* TASK TO CARRY OUT: In the entries below, find the line with "#[derive(Debug, Clone)]" and the line with "service = Service::ALL[self.rng.random_range(0..Service::LEN)];". Reproduce those two lines and every line between them exactly, and nothing more.

* * *

//! Text renderings of an analysis shared by the printed report, the CSV export
//! and the dashboard.

use sysmetrics_analysis::{DispersionLevel, EventAnalysis};
use sysmetrics_stats::{descriptive::StatisticalSummary, frequency::FrequencyRow};

/// Metric name / formatted value pairs describing a batch.
pub fn summary_rows(analysis: &EventAnalysis) -> Vec<(&'static str, String)> {
    let s = &analysis.response_times;
    vec![
        ("Total events", analysis.total_events.to_string()),
        ("Total errors", analysis.total_errors.to_string()),
        ("Error rate", format!("{:.2}%", analysis.error_rate)),
        ("Mean (ms)", format!("{:.2}", s.mean)),
        ("Median (ms)", format!("{:.2}", s.median)),
        ("Mode (ms)", format_modes(s)),
        ("Variance", format!("{:.2}", s.variance)),
        ("Std. deviation (ms)", format!("{:.2}", s.std_dev)),
        ("Range (ms)", format!("{:.2}", s.range)),
        (
            "Coeff. of variation",
            format_cv(s.coefficient_of_variation),
        ),
        ("Dispersion", dispersion_label(analysis.dispersion).to_owned()),
    ]
}

pub fn format_modes(summary: &StatisticalSummary) -> String {
    if summary.is_amodal() {
        return "amodal".to_owned();
    }
    summary
        .modes
        .iter()
        .map(|m| m.to_string())
        .collect::<Vec<_>>()
        .join(", ")
}

pub fn format_cv(cv: f64) -> String {
    if cv.is_nan() {
        "undefined".to_owned()
    } else {
        format!("{cv:.2}%")
    }
}

pub fn dispersion_label(level: DispersionLevel) -> &'static str {
    match level {
        DispersionLevel::Homogeneous => "homogeneous",
        DispersionLevel::Moderate => "moderate",
        DispersionLevel::Heterogeneous => "heterogeneous",
    }
}

/// Relative frequency with four decimals, as tables print it.
pub fn format_fri(row: &FrequencyRow) -> String {
    format!("{:.4}", row.fri)
}
use std::path::PathBuf;

use chrono::{DateTime, Utc};
use sysmetrics_events::{DEFAULT_EVENT_COUNT, GeneratorConfig};

use crate::util::Output;

#[derive(Debug, Clone, clap::Args)]
pub(crate) struct GenerateArg {
    /// Number of events to generate
    #[arg(long, default_value_t = DEFAULT_EVENT_COUNT)]
    count: usize,

    /// Random seed for a reproducible batch
    #[arg(long)]
    seed: Option<u64>,

    /// Timestamp of the first event in RFC 3339 (defaults to now)
    #[arg(long)]
    start: Option<DateTime<Utc>>,

    /// Output file path (stdout when omitted)
    #[arg(long)]
    output: Option<PathBuf>,
}

pub(crate) fn run(arg: &GenerateArg) -> anyhow::Result<()> {
    let GenerateArg {
        count,
        seed,
        start,
        output,
    } = arg;

    let config = GeneratorConfig {
        count: *count,
        seed: *seed,
        start: *start,
    };
    tracing::info!(count, ?seed, "generating events");
    let events = config.generate();

    let failed = events.iter().filter(|e| e.error).count();
    tracing::info!(count = events.len(), failed, "generated events");

    Output::save_json(&events, output.clone())?;
    Ok(())
}
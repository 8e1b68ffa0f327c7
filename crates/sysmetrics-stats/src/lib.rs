//! Statistical summarization for the sysmetrics project.
//!
//! This crate is the computational core shared by every front end:
//!
//! - **Descriptive statistics**: mean, median, mode set, sample variance,
//!   standard deviation, range and coefficient of variation
//! - **Frequency distributions**: categorical tallies or equal-width numeric bins,
//!   ranked by frequency with relative and cumulative percentages
//!
//! Every operation is a pure function of its input. Nothing is cached between calls,
//! so independent dimensions of the same batch can be computed in any order (or in
//! parallel) without coordination.
//!
//! # Modules
//!
//! - [`descriptive`]: [`StatisticalSummary`](descriptive::StatisticalSummary) and the
//!   standalone measures it is built from
//! - [`frequency`]: [`FrequencyDistribution`](frequency::FrequencyDistribution) construction
//!
//! # Examples
//!
//! ## Summarizing measurements
//!
//! ```
//! use sysmetrics_stats::descriptive::StatisticalSummary;
//!
//! let summary = StatisticalSummary::new([2.0, 4.0, 4.0, 4.0, 5.0, 5.0, 7.0, 9.0]).unwrap();
//! assert_eq!(summary.mean, 5.0);
//! assert_eq!(summary.modes, vec![4.0]);
//! assert!((summary.std_dev - 2.1381).abs() < 1e-4);
//! ```
//!
//! ## Tallying labels
//!
//! ```
//! use sysmetrics_stats::frequency::FrequencyDistribution;
//!
//! let dist = FrequencyDistribution::categorical(["a", "a", "b"]);
//! assert_eq!(dist.rows()[0].label, "a");
//! assert_eq!(dist.rows()[0].cumulative_percent, "66.67%");
//! assert_eq!(dist.rows()[1].cumulative_percent, "100.00%");
//! ```
//!
//! ## Binning measurements
//!
//! ```
//! use sysmetrics_stats::frequency::FrequencyDistribution;
//!
//! let values = [0.0, 1.0, 2.0, 3.0, 4.0, 5.0, 6.0, 7.0, 8.0, 9.0];
//! let dist = FrequencyDistribution::numeric(&values, 10).unwrap();
//! assert_eq!(dist.len(), 10);
//! assert_eq!(dist.total(), 10);
//! ```

pub mod descriptive;
pub mod frequency;
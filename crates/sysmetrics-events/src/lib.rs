//! System events observed on the monitored services, and a seeded generator
//! producing synthetic batches of them.

pub use self::{event::*, generator::*};

pub mod event;
pub mod generator;
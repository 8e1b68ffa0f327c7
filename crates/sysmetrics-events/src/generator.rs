use chrono::{DateTime, TimeDelta, Utc};
use rand::{Rng as _, SeedableRng as _};
use rand_pcg::Pcg32;
use serde::{Deserialize, Serialize};

use crate::{Service, StatusCode, SystemEvent};

/// Batch size used when none is configured.
pub const DEFAULT_EVENT_COUNT: usize = 300;

/// Largest pause between two consecutive events.
const MAX_GAP_MS: i64 = 250;

/// Parameters of a synthetic batch.
#[derive(Debug, Clone, PartialEq, Eq, Serialize, Deserialize)]
#[serde(default)]
pub struct GeneratorConfig {
    /// Number of events to produce.
    pub count: usize,
    /// Random seed. A fresh seed is drawn from the OS when absent.
    pub seed: Option<u64>,
    /// Timestamp of the first event. Defaults to the current time.
    pub start: Option<DateTime<Utc>>,
}

impl Default for GeneratorConfig {
    fn default() -> Self {
        Self {
            count: DEFAULT_EVENT_COUNT,
            seed: None,
            start: None,
        }
    }
}

impl GeneratorConfig {
    /// Generates the configured batch.
    #[must_use]
    pub fn generate(&self) -> Vec<SystemEvent> {
        EventGenerator::from_config(self).generate(self.count)
    }
}

/// Synthesizes plausible request events for the monitored services.
///
/// Each event picks a service uniformly, then draws a response time and a status
/// code from that service's profile:
///
/// | service                   | response time                     | failures                      |
/// |---------------------------|-----------------------------------|-------------------------------|
/// | `auth-service`            | 50–150 ms                         | 20%, split evenly 401 / 403   |
/// | `user-profile-service`    | 150–300 ms                        | 15% → 500                     |
/// | `video-streaming-service` | 300–1000 ms                       | 20% → 500                     |
/// | `alert-service`           | 80–200 ms, 15% spikes 800–2000 ms | 500 whenever above 1000 ms    |
///
/// The generator is an endless iterator; ids count up from 1 and timestamps move
/// forward by a random gap of up to 250 ms.
///
/// # Examples
///
/// ```
/// use chrono::{TimeZone as _, Utc};
/// use sysmetrics_events::EventGenerator;
///
/// let start = Utc.with_ymd_and_hms(2024, 1, 1, 0, 0, 0).unwrap();
/// let a = EventGenerator::from_seed(42, start).generate(50);
/// let b = EventGenerator::from_seed(42, start).generate(50);
/// assert_eq!(a, b);
/// assert_eq!(a[0].id, 1);
/// ```
#[derive(Debug, Clone)]
pub struct EventGenerator {
    rng: Pcg32,
    next_id: usize,
    clock: DateTime<Utc>,
}

impl Default for EventGenerator {
    fn default() -> Self {
        Self::new()
    }
}

impl EventGenerator {
    /// Creates a generator seeded from the OS's random data source, starting now.
    #[must_use]
    pub fn new() -> Self {
        Self::with_rng(Pcg32::from_os_rng(), Utc::now())
    }

    /// Creates a reproducible generator.
    #[must_use]
    pub fn from_seed(seed: u64, start: DateTime<Utc>) -> Self {
        Self::with_rng(Pcg32::seed_from_u64(seed), start)
    }

    #[must_use]
    pub fn from_config(config: &GeneratorConfig) -> Self {
        let start = config.start.unwrap_or_else(Utc::now);
        match config.seed {
            Some(seed) => Self::from_seed(seed, start),
            None => Self::with_rng(Pcg32::from_os_rng(), start),
        }
    }

    fn with_rng(rng: Pcg32, start: DateTime<Utc>) -> Self {
        Self {
            rng,
            next_id: 1,
            clock: start,
        }
    }

    /// Produces the next `count` events.
    pub fn generate(&mut self, count: usize) -> Vec<SystemEvent> {
        self.by_ref().take(count).collect()
    }

    /// Produces the next event.
    #[expect(clippy::cast_possible_truncation, clippy::cast_sign_loss)]
    pub fn next_event(&mut self) -> SystemEvent {
        let service = Service::ALL[self.rng.random_range(0..Service::LEN)];
        let (response_time_ms, status_code) = self.simulate(service);

        let event = SystemEvent::new(
            self.next_id,
            self.clock,
            service,
            response_time_ms.round() as u32,
            status_code,
        );
        self.next_id += 1;
        self.clock += TimeDelta::milliseconds(self.rng.random_range(0..=MAX_GAP_MS));
        event
    }

    /// Draws an unrounded response time and a status code for `service`.
    fn simulate(&mut self, service: Service) -> (f64, StatusCode) {
        let rng = &mut self.rng;
        match service {
            Service::Auth => {
                let response = rng.random_range(50.0..150.0);
                let status = if rng.random_bool(0.2) {
                    if rng.random_bool(0.5) {
                        StatusCode::Unauthorized
                    } else {
                        StatusCode::Forbidden
                    }
                } else {
                    StatusCode::Ok
                };
                (response, status)
            }
            Service::UserProfile => {
                let response = rng.random_range(150.0..300.0);
                let status = if rng.random_bool(0.15) {
                    StatusCode::InternalServerError
                } else {
                    StatusCode::Ok
                };
                (response, status)
            }
            Service::VideoStreaming => {
                let response = rng.random_range(300.0..1000.0);
                let status = if rng.random_bool(0.2) {
                    StatusCode::InternalServerError
                } else {
                    StatusCode::Ok
                };
                (response, status)
            }
            Service::Alert => {
                let response = if rng.random_bool(0.15) {
                    rng.random_range(800.0..2000.0)
                } else {
                    rng.random_range(80.0..200.0)
                };
                let status = if response > 1000.0 {
                    StatusCode::InternalServerError
                } else {
                    StatusCode::Ok
                };
                (response, status)
            }
        }
    }
}

impl Iterator for EventGenerator {
    type Item = SystemEvent;

    fn next(&mut self) -> Option<Self::Item> {
        Some(self.next_event())
    }
}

* * *

* RESPONSE:
#[derive(Debug, Clone)]
pub struct EventGenerator {
    rng: Pcg32,
    next_id: usize,
    clock: DateTime<Utc>,
}

impl Default for EventGenerator {
    fn default() -> Self {
        Self::new()
    }
}

impl EventGenerator {
    /// Creates a generator seeded from the OS's random data source, starting now.
    #[must_use]
    pub fn new() -> Self {
        Self::with_rng(Pcg32::from_os_rng(), Utc::now())
    }

    /// Creates a reproducible generator.
    #[must_use]
    pub fn from_seed(seed: u64, start: DateTime<Utc>) -> Self {
        Self::with_rng(Pcg32::seed_from_u64(seed), start)
    }

    #[must_use]
    pub fn from_config(config: &GeneratorConfig) -> Self {
        let start = config.start.unwrap_or_else(Utc::now);
        match config.seed {
            Some(seed) => Self::from_seed(seed, start),
            None => Self::with_rng(Pcg32::from_os_rng(), start),
        }
    }

    fn with_rng(rng: Pcg32, start: DateTime<Utc>) -> Self {
        Self {
            rng,
            next_id: 1,
            clock: start,
        }
    }

    /// Produces the next `count` events.
    pub fn generate(&mut self, count: usize) -> Vec<SystemEvent> {
        self.by_ref().take(count).collect()
    }

    /// Produces the next event.
    #[expect(clippy::cast_possible_truncation, clippy::cast_sign_loss)]
    pub fn next_event(&mut self) -> SystemEvent {
        let service = Service::ALL[self.rng.random_range(0..Service::LEN)];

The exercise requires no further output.